TASK GOAL »
Check the records below for the word "WorkerError" and state how many lines contain it, replying with the number only.

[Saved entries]
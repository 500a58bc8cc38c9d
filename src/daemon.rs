use tokio::io::{AsyncBufRead, AsyncBufReadExt, AsyncWrite};
use tracing::{debug, info};

use crate::error::{Result, WorkerError};
use crate::processor::{Outcome, RequestProcessor, Worker};
use crate::report::Reporter;
use crate::request::Directive;

#[derive(Debug, Clone, Copy, PartialEq, Eq)]
enum LoopState {
    Idle,
    Stopped,
}

pub struct DaemonLoop<R, W> {
    input: R,
    line: Vec<u8>,
    reporter: Reporter<W>,
    worker: Worker,
    state: LoopState,
}

impl<R, W> DaemonLoop<R, W>
where
    R: AsyncBufRead + Unpin + Send,
    W: AsyncWrite + Unpin + Send,
{
    pub fn new(input: R, reporter: Reporter<W>, worker: Worker) -> Self {
        Self {
            input,
            line: Vec::new(),
            reporter,
            worker,
            state: LoopState::Idle,
        }
    }

    /// Serves requests until a shutdown directive or end of input. Only a
    /// broken control channel ends the loop with an error.
    pub async fn run(&mut self) -> Result<()> {
        info!("Daemon ready");
        while self.state != LoopState::Stopped {
            self.state = self.step().await?;
        }
        Ok(())
    }

    pub fn into_parts(self) -> (Worker, W) {
        (self.worker, self.reporter.into_inner())
    }

    async fn step(&mut self) -> Result<LoopState> {
        self.line.clear();
        if self.input.read_until(b'\n', &mut self.line).await? == 0 {
            info!("Control channel closed");
            return Ok(LoopState::Stopped);
        }
        let line = match std::str::from_utf8(&self.line) {
            Ok(line) => line.trim().to_string(),
            Err(e) => {
                let e = WorkerError::Protocol(format!("control line is not UTF-8: {e}"));
                self.reporter.error(&e.to_string()).await?;
                return Ok(LoopState::Idle);
            }
        };
        if line.is_empty() {
            return Ok(LoopState::Idle);
        }

        match Directive::parse(&line) {
            Err(e) => {
                self.reporter.error(&e.to_string()).await?;
                Ok(LoopState::Idle)
            }
            Ok(Directive::Shutdown) => {
                self.reporter.success_shutdown().await?;
                Ok(LoopState::Stopped)
            }
            Ok(Directive::Synthesize(request)) => {
                let mut processor = RequestProcessor::new(&mut self.worker);
                let outcome = processor.run(&request, &mut self.reporter).await;
                debug!("request stages: {:?}", processor.history());
                report_outcome(&mut self.reporter, outcome).await?;
                Ok(LoopState::Idle)
            }
        }
    }
}

async fn report_outcome<W: AsyncWrite + Unpin + Send>(
    reporter: &mut Reporter<W>,
    outcome: Outcome,
) -> Result<()> {
    match outcome {
        Outcome::Completed(path) => reporter.success(&path).await,
        Outcome::WarmedUp => reporter.success_warmup().await,
        Outcome::Failed(e) => reporter.error(&e.to_string()).await,
    }
}

/// Runs a single serialized request. Success is reported on the channel;
/// failure is returned to the caller.
pub async fn run_once<W: AsyncWrite + Unpin + Send>(
    worker: &mut Worker,
    raw: &str,
    reporter: &mut Reporter<W>,
) -> Result<()> {
    let request = match Directive::parse(raw)? {
        Directive::Synthesize(request) => request,
        Directive::Shutdown => {
            return Err(WorkerError::Protocol(
                "shutdown is only accepted in daemon mode".into(),
            ));
        }
    };
    let outcome = RequestProcessor::new(worker).run(&request, reporter).await;
    match outcome {
        Outcome::Completed(path) => reporter.success(&path).await,
        Outcome::WarmedUp => reporter.success_warmup().await,
        Outcome::Failed(e) => Err(e),
    }
}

ANSWER AREA »
3